O Brasil poderá ser sede de um Observatório Mundial da Juventude, vinculado à Unesco (Organização das Nações Unidas para a Educação, a Ciência e a Cultura). A iniciativa, formulada pela representação de Marrocos na entidade, recebeu total apoio do deputado Reginaldo Lopes (PT-MG), que representou a Câmara em Paris (França) na semana passada no lançamento do Índice de Desenvolvimento Juvenil (IDJ), desenvolvido pelo escritório da Unesco no Brasil.
Inspirado no Índice de Desenvolvimento Humano (IDH), o IDJ reúne indicadores de diversas áreas relativos à faixa etária entre 15 e 24 anos para avaliar o nível de oportunidade da juventude. A metodologia pode ser aplicada tanto em países como em regiões, estados e municípios. Segundo Reginaldo Lopes, trata-se de um indicador inédito. “Alguns países da Europa, por exemplo, possuem políticas voltadas para a juventude há 20 anos, mas não tinham uma ferramenta específica para avaliar seus efeitos na sociedade”, afirmou.

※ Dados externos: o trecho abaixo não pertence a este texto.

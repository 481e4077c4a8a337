//! Encounter rewards: pending yields rolled at spawn, final payout at conclusion

mod calculator;

pub use calculator::{
    finalize, level_overshoot_multiplier, realm_gap_multiplier, roll_pending, FinalRewards,
    PendingRewards, RewardContext,
};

No evento em Paris foi lançada a edição inglesa do livro com os primeiros resultados do IDJ. No Brasil, Santa Catarina foi o estado melhor avaliado em políticas para a juventude, enquanto Alagoas ficou em último lugar. Além disso, o levantamento mostra que a violência penaliza mais os jovens, pobres e negros, que a região Nordeste concentra a mais baixa escolaridade entre os jovens e que a escolaridade é inferior entre os jovens negros, do sexo feminino, da área rural do Nordeste.
Reginaldo Lopes, presidente da comissão especial sobre políticas públicas para a juventude e recentemente agraciado com o título “Deputado amigo da Unesco”, considera que o IDJ será fundamental para o trabalho da comissão e do grupo interministerial criado pelo governo Lula para discutir ações voltadas ao jovem.